Stored data entries:
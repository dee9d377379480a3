//! Link scanner for `[title](target)` constructs.
//!
//! Single pass over the line with a stack of open `[` frames. When a `]` is
//! directly followed by `(`, the target is read up to the matching `)`. A
//! completed link marks every enclosing frame as tainted, so an outer match
//! whose span contains an inner link is rejected while the inner one is kept.
//!
//! ```
//! use vaultpress_parser::extract_links;
//!
//! let links = extract_links("[See](../c.md#sec) and [site](https://x.dev)");
//! assert_eq!(links.len(), 1);
//! assert_eq!(links[0].target, "../c");
//! assert_eq!(links[0].heading.as_deref(), Some("#sec"));
//! assert!(links[0].is_markdown);
//! ```

use std::ops::Range;

const MARKDOWN_MARKER: &str = ".md";

/// An internal link found in one line.
#[derive(Debug, Clone, PartialEq, Eq)]
pub struct Link {
    /// Byte span of `[title](target)` in the line
    pub span: Range<usize>,
    /// Text between the brackets
    pub title: String,
    /// Target body with the heading and `.md` marker removed (still percent-encoded)
    pub target: String,
    /// `#heading` suffix, including the `#`
    pub heading: Option<String>,
    /// Target ended in `.md`
    pub is_markdown: bool,
    /// Target exactly as written
    pub raw_target: String,
}

impl Link {
    /// The matched construct within `line`.
    pub fn full_match<'a>(&self, line: &'a str) -> &'a str {
        &line[self.span.clone()]
    }
}

/// Whether a target points inside the vault.
///
/// `http...` and `mailto:` targets are external; `#heading` alone refers to
/// the current document.
pub fn is_internal_target(target: &str) -> bool {
    !(target.starts_with("http") || target.starts_with("mailto:") || target.starts_with('#'))
}

struct Frame {
    start: usize,
    tainted: bool,
}

/// All internal links in `line`, in order of appearance.
///
/// Linear in the line length: target ends are matched up front, and a
/// completed link taints only the innermost open frame, which hands the
/// taint outward when it is popped.
pub fn extract_links(line: &str) -> Vec<Link> {
    let bytes = line.as_bytes();
    let closers = match_target_parens(bytes);
    let mut frames: Vec<Frame> = Vec::new();
    let mut links = Vec::new();
    let mut i = 0;

    while i < bytes.len() {
        match bytes[i] {
            b'[' => frames.push(Frame {
                start: i,
                tainted: false,
            }),
            b']' => {
                let Some(frame) = frames.pop() else {
                    i += 1;
                    continue;
                };
                if let Some(outer) = frames.last_mut() {
                    outer.tainted |= frame.tainted;
                }
                if bytes.get(i + 1) != Some(&b'(') {
                    i += 1;
                    continue;
                }
                if let Some(target_end) = closers[i + 1] {
                    let raw = &line[i + 2..target_end];
                    if !frame.tainted && is_internal_target(raw) {
                        links.push(build_link(
                            frame.start..target_end + 1,
                            &line[frame.start + 1..i],
                            raw,
                        ));
                    }
                    if let Some(outer) = frames.last_mut() {
                        outer.tainted = true;
                    }
                    i = target_end + 1;
                    continue;
                }
            }
            _ => {}
        }
        i += 1;
    }

    links
}

/// Internal links whose target names a Markdown file.
pub fn extract_markdown_links(line: &str) -> Vec<Link> {
    extract_links(line)
        .into_iter()
        .filter(|link| link.is_markdown)
        .collect()
}

/// Rebuild `line` with each link's span replaced by `render(link)`.
///
/// `links` must come from scanning this same line.
pub fn replace_links<F>(line: &str, links: &[Link], mut render: F) -> String
where
    F: FnMut(&Link) -> String,
{
    let mut out = String::with_capacity(line.len());
    let mut cursor = 0;
    for link in links {
        out.push_str(&line[cursor..link.span.start]);
        out.push_str(&render(link));
        cursor = link.span.end;
    }
    out.push_str(&line[cursor..]);
    out
}

/// For every `(`, the index of the `)` that closes it, counting nested
/// parentheses. Whitespace ends every open parenthesis, as does the end of
/// the line, leaving it unmatched.
fn match_target_parens(bytes: &[u8]) -> Vec<Option<usize>> {
    let mut closers = vec![None; bytes.len()];
    let mut open: Vec<usize> = Vec::new();
    for (pos, &b) in bytes.iter().enumerate() {
        match b {
            b'(' => open.push(pos),
            b')' => {
                if let Some(opener) = open.pop() {
                    closers[opener] = Some(pos);
                }
            }
            b if b.is_ascii_whitespace() => open.clear(),
            _ => {}
        }
    }
    closers
}

fn build_link(span: Range<usize>, title: &str, raw: &str) -> Link {
    let (body, heading) = match raw.find('#') {
        Some(pos) => (&raw[..pos], Some(raw[pos..].to_string())),
        None => (raw, None),
    };
    let (target, is_markdown) = match body.strip_suffix(MARKDOWN_MARKER) {
        Some(stem) => (stem, true),
        None => (body, false),
    };

    Link {
        span,
        title: title.to_string(),
        target: target.to_string(),
        heading,
        is_markdown,
        raw_target: raw.to_string(),
    }
}

#[cfg(test)]
mod tests {
    use super::*;

    #[test]
    fn test_markdown_link_with_heading() {
        let line = "Read [See](../c.md#sec) now";
        let links = extract_links(line);
        assert_eq!(links.len(), 1);

        let link = &links[0];
        assert_eq!(link.full_match(line), "[See](../c.md#sec)");
        assert_eq!(link.title, "See");
        assert_eq!(link.target, "../c");
        assert_eq!(link.heading.as_deref(), Some("#sec"));
        assert!(link.is_markdown);
        assert_eq!(link.raw_target, "../c.md#sec");
    }

    #[test]
    fn test_resource_link_is_internal_but_not_markdown() {
        let links = extract_links("![diagram](img/flow%20chart.png)");
        assert_eq!(links.len(), 1);
        assert_eq!(links[0].target, "img/flow%20chart.png");
        assert!(!links[0].is_markdown);
        assert!(extract_markdown_links("![diagram](img/flow%20chart.png)").is_empty());
    }

    #[test]
    fn test_external_and_anchor_links_skipped() {
        let line = "[a](https://x.dev) [b](http://y.dev) [c](mailto:me@x.dev) [d](#local)";
        assert!(extract_links(line).is_empty());
    }

    #[test]
    fn test_nested_link_rejects_outer() {
        let line = "[outer [inner](b.md) text](a.md)";
        let links = extract_links(line);
        assert_eq!(links.len(), 1);
        assert_eq!(links[0].title, "inner");
        assert_eq!(links[0].target, "b");
    }

    #[test]
    fn test_nested_external_link_rejects_outer() {
        let links = extract_links("[[x](https://x.dev)](a.md)");
        assert!(links.is_empty());
    }

    #[test]
    fn test_plain_brackets_in_title() {
        let links = extract_links("[see [1]](notes.md)");
        assert_eq!(links.len(), 1);
        assert_eq!(links[0].title, "see [1]");
    }

    #[test]
    fn test_stray_bracket_does_not_leak_into_title() {
        let links = extract_links("[a] and [b](c.md)");
        assert_eq!(links.len(), 1);
        assert_eq!(links[0].title, "b");
    }

    #[test]
    fn test_whitespace_in_target_is_not_a_link() {
        assert!(extract_links("[a](my note.md)").is_empty());
    }

    #[test]
    fn test_parentheses_inside_target() {
        let links = extract_links("[w](Rust%20(language).md)");
        assert_eq!(links.len(), 1);
        assert_eq!(links[0].target, "Rust%20(language)");
        assert!(links[0].is_markdown);
    }

    #[test]
    fn test_empty_target_is_reported() {
        let links = extract_links("[t]()");
        assert_eq!(links.len(), 1);
        assert_eq!(links[0].target, "");
        assert!(!links[0].is_markdown);
    }

    #[test]
    fn test_multiple_links_keep_order() {
        let links = extract_links("[a](a.md), [b](b.png) and [c](sub/c.md#x)");
        let targets: Vec<_> = links.iter().map(|l| l.target.as_str()).collect();
        assert_eq!(targets, vec!["a", "b.png", "sub/c"]);
        assert_eq!(extract_markdown_links("[a](a.md), [b](b.png) and [c](sub/c.md#x)").len(), 2);
    }

    #[test]
    fn test_replace_links_by_span() {
        let line = "[a](a.md) then [a](a.md)";
        let links = extract_links(line);
        let mut n = 0;
        let out = replace_links(line, &links, |link| {
            n += 1;
            format!("[{}](/docs/{}{})", link.title, link.target, n)
        });
        assert_eq!(out, "[a](/docs/a1) then [a](/docs/a2)");
    }

    #[test]
    fn test_failed_target_still_scanned_for_links() {
        let links = extract_links("[a](([b](x.md) y");
        assert_eq!(links.len(), 1);
        assert_eq!(links[0].title, "b");
        assert_eq!(links[0].target, "x");
    }

    #[test]
    fn test_taint_reaches_every_enclosing_frame() {
        let links = extract_links("[x [y [z](c.md) w](b.md) v](a.md) [k](d.md)");
        let targets: Vec<_> = links.iter().map(|l| l.target.as_str()).collect();
        assert_eq!(targets, vec!["c", "d"]);
    }

    #[test]
    fn test_long_pathological_lines_scan_in_linear_time() {
        let n = 200_000;
        let start = std::time::Instant::now();

        assert!(extract_links(&"[](".repeat(n)).is_empty());

        let line = format!("{}{}", "[".repeat(n), "[a](b.md)".repeat(n));
        let links = extract_links(&line);
        assert_eq!(links.len(), n);
        assert!(links.iter().all(|l| l.target == "b"));

        let line = format!("{}x", "[a](".repeat(n));
        assert!(extract_links(&line).is_empty());

        assert!(
            start.elapsed() < std::time::Duration::from_secs(5),
            "scan took {:?}",
            start.elapsed()
        );
    }

    #[test]
    fn test_unicode_title() {
        let line = "→ [Café ☕](café.md)";
        let links = extract_links(line);
        assert_eq!(links[0].title, "Café ☕");
        assert_eq!(links[0].full_match(line), "[Café ☕](café.md)");
    }
}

Activity: Copy out each line of the records where the string "language" appears.

Response area:
        let links = extract_links("[w](Rust%20(language).md)");
        assert_eq!(links[0].target, "Rust%20(language)");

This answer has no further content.